He has a Chairman’s Sprint Prize on his mantle thanks to Gold-Fun in 2015 and Richard Gibson has his sights set on adding another after Wellington’s scorching victory in the Class One Lantau Island Handicap (1,200m) at Sha Tin on Saturday.
Gibson had no hesitation throwing his four-year-old in the deep end against some of Hong Kong’s top sprinters and his decision was vindicated, with Wellington stopping the clock in 1:07.80 to equal Sacred Kingdom’s Class One 1,200m record.
“He’s certainly one of the fastest horses I’ve trained – the only way to describe him is fast,” Gibson said after Wellington sailed past the likes of Hot Kong Prawn and Computer Patch.

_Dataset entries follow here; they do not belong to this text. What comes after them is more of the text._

use crate::theme::ColorScheme;

/// Everything that can move the reconciliation state.
#[derive(Debug, Clone, PartialEq, Eq)]
pub enum ThemeEvent {
    Mount,
    SetTheme(String),
    SystemChanged(ColorScheme),
    /// Another context changed the stored value; `None` means it was removed.
    StorageChanged(Option<String>),
    ForcedThemeChanged(Option<String>),
    Unmount,
}

impl ThemeEvent {
    pub fn kind(&self) -> ThemeEventKind {
        match self {
            Self::Mount => ThemeEventKind::Mount,
            Self::SetTheme(_) => ThemeEventKind::SetTheme,
            Self::SystemChanged(_) => ThemeEventKind::SystemChanged,
            Self::StorageChanged(_) => ThemeEventKind::StorageChanged,
            Self::ForcedThemeChanged(_) => ThemeEventKind::ForcedThemeChanged,
            Self::Unmount => ThemeEventKind::Unmount,
        }
    }
}

#[derive(Debug, Clone, Copy, PartialEq, Eq, Hash)]
pub enum ThemeEventKind {
    Mount,
    SetTheme,
    SystemChanged,
    StorageChanged,
    ForcedThemeChanged,
    Unmount,
}

#[derive(Debug, Clone, Copy, PartialEq, Eq, Default)]
pub enum Lifecycle {
    #[default]
    Created,
    Mounted,
    Unmounted,
}

impl Lifecycle {
    pub fn next(self, event: ThemeEventKind) -> Option<Self> {
        use ThemeEventKind::*;
        match (self, event) {
            (Self::Created, Mount) => Some(Self::Mounted),
            (Self::Created, SetTheme | SystemChanged | StorageChanged | ForcedThemeChanged) => {
                Some(Self::Created)
            }
            (Self::Mounted, SetTheme | SystemChanged | StorageChanged | ForcedThemeChanged) => {
                Some(Self::Mounted)
            }
            (Self::Created | Self::Mounted, Unmount) => Some(Self::Unmounted),
            _ => None,
        }
    }
}

/// One processed event and whether it wrote to the presentation root.
#[derive(Debug, Clone, Copy, PartialEq, Eq)]
pub struct StateTransition {
    pub from: Lifecycle,
    pub event: ThemeEventKind,
    pub to: Lifecycle,
    pub applied: bool,
}

impl StateTransition {
    pub const fn new(from: Lifecycle, event: ThemeEventKind, to: Lifecycle, applied: bool) -> Self {
        Self {
            from,
            event,
            to,
            applied,
        }
    }
}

Impressive, Wellington.— HKJC Racing (@HKJC_Racing) March 13, 2021
Richard Gibson's gifted sprinter dashes clear for @AlexisBadel, laying out strong credentials for next month's G1 Chairman's Sprint Prize! #FWDChampionsDay #HKracing pic.twitter.com/nOqw9Mst02
Rated 30 points below Hot King Prawn, Wellington found himself significantly out of the handicap but his 20-pound advantage in the weights was more than enough to give him the upper hand over the Group One winner.
“Of course until you run against the very best there is always a doubt but if we were going to try our luck against the very best it was today because we had a big advantage in the handicap,” Gibson said.
After travelling midfield on the rail under Alexis Badel, Wellington worked into the clear entering the straight and motored home in a final 400m of 21.62 seconds.
“His best performance was when he came from behind last season and we always thought it would be better today taking a seat and finishing strongly,” Gibson said.
The victory will see Wellington’s rating sky rocket from 96 to somewhere north of 110 and Gibson confirmed the gelding will make the step-up to the Group Two Sprint Cup (1,200m) on April 5.
All going well it will be full steam ahead to the Group One Chairman’s Sprint Prize (1,200m) on Champions Day and the Englishman is confident Wellington can be competitive against the best speedsters at level weights.
“He went past some very good horses very easily today, which is always a good sign,” Gibson said of Wellington, who has now won six of his eight career starts.
Badel relished to opportunity to reunite with Wellington and the pair is now three from three after the Frenchman was in the saddle for the son of All Too Hard’s first two starts.
Zac Purton then took the reins for three wins from five attempts but Badel was quick to seize on the opportunity presented by Wellington’s featherweight of 113 pounds.
“He’s obviously very talented and the light weight was a huge advantage in that handicap race,” Badel said.
“He’s got an explosive turn of foot. I was just looking for a comfortable race without too much fight and the horse has shown his brilliant turn of foot once again.
“I wasn’t sure about the pace but what I know about this horse is that he likes to chase other horses. When he hits the front too soon, he can think the job is done.”
The win completed Badel’s sixth double of the season – to go with two trebles – after he saluted earlier on the programme aboard the Danny Shum Chap-shing-trained Roman Turbo in the Class Two Cheung Chau Handicap (1,400m).